// Copyright (c) 2024 Huawei Technologies Co.,Ltd. All rights reserved.
//
// StratoVirt is licensed under Mulan PSL v2.
// You can use this software according to the terms and conditions of the Mulan
// PSL v2.
// You may obtain a copy of Mulan PSL v2 at:
//         http://license.coscl.org.cn/MulanPSL2
// THIS SOFTWARE IS PROVIDED ON AN "AS IS" BASIS, WITHOUT WARRANTIES OF ANY
// KIND, EITHER EXPRESS OR IMPLIED, INCLUDING BUT NOT LIMITED TO
// NON-INFRINGEMENT, MERCHANTABILITY OR FIT FOR A PARTICULAR PURPOSE.
// See the Mulan PSL v2 for more details.

//! # Migration
//!
//! Checkpoint/restart of a VM and its secure migration transport.
//!
//! The [`MigrationManager`] pauses the VM through a [`RunStateController`],
//! walks every registered component in registration order and streams their
//! versioned state records over a [`MigrationChannel`]. Remote channels can be
//! wrapped in TLS with [`MigrationManager::connect_incoming`] and
//! [`MigrationManager::connect_outgoing`], or opened from a `tcp:`/`unix:`
//! address with [`MigrationManager::start_outgoing`] and
//! [`MigrationManager::start_incoming`].

pub mod channel;
pub mod cpr_state;
pub mod device_state;
pub mod error;
pub mod manager;
pub mod protocol;
pub mod snapshot;
pub mod socket;
pub mod status;
pub mod tls;

pub use channel::{ChannelMode, ChannelStream, MigrationChannel};
pub use cpr_state::{CprFd, CprState, CPR_STATE_ENV};
pub use device_state::{DeviceStateDesc, StateTransfer, VersionCheck};
pub use error::{error_class, ErrorClass, MigrationError};
pub use manager::MigrationManager;
pub use protocol::{CprMode, SectionHeader, SectionKind};
pub use snapshot::{GlobalState, MigrationEntry, StateRegistry};
pub use socket::{parse_migrate_uri, MigrateUri, MigrationListener};
pub use status::{MigrationStatus, RunStateController};
pub use tls::{ObjectRegistry, PendingHandshake, TlsChannel, TlsObject};
// Copyright (c) 2024 Huawei Technologies Co.,Ltd. All rights reserved.
//
// StratoVirt is licensed under Mulan PSL v2.
// You can use this software according to the terms and conditions of the Mulan
// PSL v2.
// You may obtain a copy of Mulan PSL v2 at:
//         http://license.coscl.org.cn/MulanPSL2
// THIS SOFTWARE IS PROVIDED ON AN "AS IS" BASIS, WITHOUT WARRANTIES OF ANY
// KIND, EITHER EXPRESS OR IMPLIED, INCLUDING BUT NOT LIMITED TO
// NON-INFRINGEMENT, MERCHANTABILITY OR FIT FOR A PARTICULAR PURPOSE.
// See the Mulan PSL v2 for more details.

use std::ffi::CString;
use std::fs::File;
use std::os::unix::io::{FromRawFd, RawFd};

use anyhow::{anyhow, Result};

use crate::UtilError;

/// This function returns the caller's thread ID(TID).
pub fn gettid() -> u64 {
    // SAFETY: gettid has no arguments and can not fail.
    unsafe { libc::syscall(libc::SYS_gettid) as u64 }
}

/// Create an anonymous memory backed file which is inherited across exec.
///
/// # Arguments
///
/// * `name` - The name shown in /proc/self/fd for this memfd.
pub fn memfd_create(name: &str) -> Result<File> {
    let cname = CString::new(name).map_err(UtilError::from)?;
    // SAFETY: cname is a valid nul terminated string. No MFD_CLOEXEC, the
    // fd must survive exec.
    let fd = unsafe { libc::memfd_create(cname.as_ptr(), 0) };
    if fd < 0 {
        return Err(anyhow!(UtilError::BadSyscall(std::io::Error::last_os_error())));
    }
    // SAFETY: fd was just created and is exclusively owned here.
    Ok(unsafe { File::from_raw_fd(fd) })
}

/// Clear FD_CLOEXEC on `fd` so that it is kept open across exec.
pub fn clear_cloexec(fd: RawFd) -> Result<()> {
    // SAFETY: fcntl only inspects the descriptor.
    let flags = unsafe { libc::fcntl(fd, libc::F_GETFD) };
    if flags < 0 {
        return Err(anyhow!(UtilError::BadSyscall(std::io::Error::last_os_error())));
    }
    // SAFETY: fcntl only updates descriptor flags.
    let ret = unsafe { libc::fcntl(fd, libc::F_SETFD, flags & !libc::FD_CLOEXEC) };
    if ret < 0 {
        return Err(anyhow!(UtilError::BadSyscall(std::io::Error::last_os_error())));
    }
    Ok(())
}

/// Check whether FD_CLOEXEC is set on `fd`.
pub fn is_cloexec(fd: RawFd) -> Result<bool> {
    // SAFETY: fcntl only inspects the descriptor.
    let flags = unsafe { libc::fcntl(fd, libc::F_GETFD) };
    if flags < 0 {
        return Err(anyhow!(UtilError::BadSyscall(std::io::Error::last_os_error())));
    }
    Ok(flags & libc::FD_CLOEXEC != 0)
}

#[cfg(test)]
mod tests {
    use std::io::{Read, Seek, SeekFrom, Write};
    use std::os::unix::io::AsRawFd;

    use super::*;

    #[test]
    fn test_memfd_create() {
        let mut file = memfd_create("util-memfd-test").unwrap();
        assert!(!is_cloexec(file.as_raw_fd()).unwrap());

        file.write_all(b"memfd").unwrap();
        file.seek(SeekFrom::Start(0)).unwrap();
        let mut buf = String::new();
        file.read_to_string(&mut buf).unwrap();
        assert_eq!(buf, "memfd");

        assert!(memfd_create("bad\0name").is_err());
    }

    #[test]
    fn test_clear_cloexec() {
        let file = File::open("/dev/null").unwrap();
        // std opens every file with O_CLOEXEC.
        assert!(is_cloexec(file.as_raw_fd()).unwrap());
        clear_cloexec(file.as_raw_fd()).unwrap();
        assert!(!is_cloexec(file.as_raw_fd()).unwrap());

        assert!(clear_cloexec(-1).is_err());
    }
}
# # # # #
→ **Work to complete**
The answer is the lines above between the line holding "inherited across exec." and the line holding "No MFD_CLOEXEC, the", inclusive, each written out exactly, and no others.

→ **Result**
/// Create an anonymous memory backed file which is inherited across exec.
///
/// # Arguments
///
/// * `name` - The name shown in /proc/self/fd for this memfd.
pub fn memfd_create(name: &str) -> Result<File> {
    let cname = CString::new(name).map_err(UtilError::from)?;
    // SAFETY: cname is a valid nul terminated string. No MFD_CLOEXEC, the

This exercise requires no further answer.